In this practice, opticians also do the pretesting on patients. “Now they’re already asking patients questions even before I see them. ‘Did you bring your computer glasses?’ Or, ‘Did you bring in your prescription sunwear?’ Opticians can start developing ideas for what to discuss with patients even before they come back to the dispensary. It used to be that opticians would think of selling the first pair, and anything else could be addressed later. Now they’re thinking about multiple pairs right from the start.’”

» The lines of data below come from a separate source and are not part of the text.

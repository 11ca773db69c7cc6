//! Capability traits the broker reads through.
//!
//! Implementations:
//! - `ClientRegistry` (in broker-daemon) - heartbeat-driven, TTL-expiring
//! - `InMemoryDirectory` - fixed contents, for testing
//! - `NotificationQueue` - implements `NotificationDrain`

use crate::record::{ClientId, ClientRecord};
use std::collections::BTreeMap;
use std::sync::RwLock;

/// Read access to the set of live clients.
pub trait ClientDirectory: Send + Sync {
    /// Snapshot of every live client.
    fn list(&self) -> Vec<ClientRecord>;

    /// Look up one client. An unknown id is not an error.
    fn get(&self, id: &ClientId) -> Option<ClientRecord>;
}

/// Source of pending process-died notifications.
pub trait NotificationDrain: Send + Sync {
    /// Remove and return every pending notification.
    fn drain(&self) -> Vec<String>;
}

/// Directory with explicitly managed contents.
#[derive(Debug, Default)]
pub struct InMemoryDirectory {
    records: RwLock<BTreeMap<ClientId, ClientRecord>>,
}

impl InMemoryDirectory {
    pub fn new() -> Self {
        Self::default()
    }

    pub fn insert(&self, record: ClientRecord) {
        self.records
            .write()
            .unwrap_or_else(|e| e.into_inner())
            .insert(record.id.clone(), record);
    }

    pub fn remove(&self, id: &ClientId) -> Option<ClientRecord> {
        self.records.write().unwrap_or_else(|e| e.into_inner()).remove(id)
    }
}

impl ClientDirectory for InMemoryDirectory {
    fn list(&self) -> Vec<ClientRecord> {
        self.records
            .read()
            .unwrap_or_else(|e| e.into_inner())
            .values()
            .cloned()
            .collect()
    }

    fn get(&self, id: &ClientId) -> Option<ClientRecord> {
        self.records.read().unwrap_or_else(|e| e.into_inner()).get(id).cloned()
    }
}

Dr. Flores has made some staffing adjustments as a result of the increased business. She noticed that increased multiple sales required more of the opticians’ time. It was time well spent, of course, but Dr. Flores didn’t want patients to have to wait for an optician to help them. So she expanded the hours of some of her part-time staff to make them full-time employees. “It raised the payroll, but it’s a better situation. Full-time employees are more invested in the success of a practice than part-time people are, generally. There’s more continuity, too. They hear what’s going on, they’re thinking about issues here all the time. They’re more likely to see a patient they worked with when that patient returns to pick up eyewear.”

That has led to an increased emphasis on the quality of the final presentation of eyewear to patients. “Previously, our opticians would open the packaging when the patient arrived. That means the opticians were unwrapping the frames and taking stickers off right in front of the patients. Now we do that first and make any preadjustments we can. Then we place these frames in velvet boxes so when the patients arrive, it gives us a chance to reinforce to them the value of the eyewear they’ve just purchased here,” Dr. Flores says.